Figure 6.

Validation of the homebrew Simoa planar p24 ELISA. (A) Nine replicates of tenfold serial dilutions of a viral stock of JR-CSF were quantified using a standard curve with a range of concentrations from 100 pg/ml to 6.4 fg/ml of p24 prepared in sample diluent. Correlation was calculated using Pearson correlation. (B) Nine replicates of the indicated HIV-1 RNA copies were quantified using a standard curve with a range of concentrations from 100 pg/ml to 6.4 fg/ml of p24 prepared in sample diluent. Open symbols were identified to be below the limit of detection of the assay. One sample t test was used to calculate p values over the LOD (****< 0.0001). (C) Standard curves of 4 independent experiments using a range of concentrations from 100 pg/ml to 6.4 fg/ml of p24 prepared in NETN. Each standard was done in technical triplicates.
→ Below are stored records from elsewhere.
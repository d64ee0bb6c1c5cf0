//! Failure taxonomy for the auth core.
//!
//! Every caller-visible failure maps to a stable machine-readable code via
//! [`AuthError::code`]. Credential failures never reveal which check failed;
//! operational failures (rate limit, store outage) are specific and
//! actionable.

use std::time::Duration;
use thiserror::Error;

/// Caller-visible failures of the auth protocols.
#[derive(Debug, Error)]
pub enum AuthError {
    /// Bad username/password. Never distinguishes "no such user" from
    /// "wrong password".
    #[error("invalid credentials")]
    InvalidCredentials,

    /// The identity has a second factor enabled and no code was supplied.
    #[error("second factor code required")]
    SecondFactorRequired,

    /// The supplied second factor code did not match.
    #[error("second factor code invalid")]
    SecondFactorInvalid,

    /// Missing, expired, forged, or revoked token.
    #[error("not authenticated")]
    Unauthenticated,

    /// Too many attempts within the current window.
    #[error("rate limited, retry after {retry_after:?}")]
    RateLimited { retry_after: Duration },

    /// Downstream store failure or timeout. Retryable by the caller; never
    /// conflated with credential failures.
    #[error(transparent)]
    Unavailable(#[from] anyhow::Error),

    /// Operation conflicts with current state (e.g. second factor setup
    /// while already enabled).
    #[error("conflict: {0}")]
    Conflict(&'static str),
}

impl AuthError {
    /// Stable machine-readable code for transport layers.
    #[must_use]
    pub const fn code(&self) -> &'static str {
        match self {
            Self::InvalidCredentials => "invalid_credentials",
            Self::SecondFactorRequired => "second_factor_required",
            Self::SecondFactorInvalid => "second_factor_invalid",
            Self::Unauthenticated => "unauthenticated",
            Self::RateLimited { .. } => "rate_limited",
            Self::Unavailable(_) => "unavailable",
            Self::Conflict(_) => "conflict",
        }
    }

    /// Whether the caller may retry the same request unchanged.
    #[must_use]
    pub const fn retryable(&self) -> bool {
        matches!(self, Self::Unavailable(_) | Self::RateLimited { .. })
    }
}

/// Failures surfaced by storage adapters.
#[derive(Debug, Error)]
pub enum StoreError {
    /// Uniqueness violation on insert.
    #[error("conflicting record")]
    Conflict,

    /// The store could not be reached or timed out.
    #[error(transparent)]
    Unavailable(#[from] anyhow::Error),
}

impl From<StoreError> for AuthError {
    fn from(err: StoreError) -> Self {
        match err {
            StoreError::Conflict => Self::Conflict("conflicting record"),
            StoreError::Unavailable(source) => Self::Unavailable(source),
        }
    }
}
Data has been transformed by subtracting the IV units from the matrix (0) and calculating the log10 from both the IV units and the p24 concentration. Low limit of detection (LOD) for each experiment is provided as table. (D) Primary CD4 T cells were infected with JR-CSF and levels of infection analyzed by flow cytometry. (E) Seven-fold dilution of infected cells in uninfected cells were analyzed by flow cytometry. The number of equivalent infected cells per million CD4T cells was calculated as indicated in the online Methods. (F) Lysates of each dilution corresponding to 500,000, 50,000 or 5,000 cells were quantified using a standard curve using a range of concentrations from 100 pg/ml to 6.4 fg/ml prepared in NETN buffer. Unpaired t test was used to calculate p values relative to uninfected (*< 0.05, **< 0.01; ***< 0.001, ****< 0.0001). (G) Correlation between the levels of p24 per μg of total protein and the equivalent infected cells per million CD4 was calculated using Pearson correlation.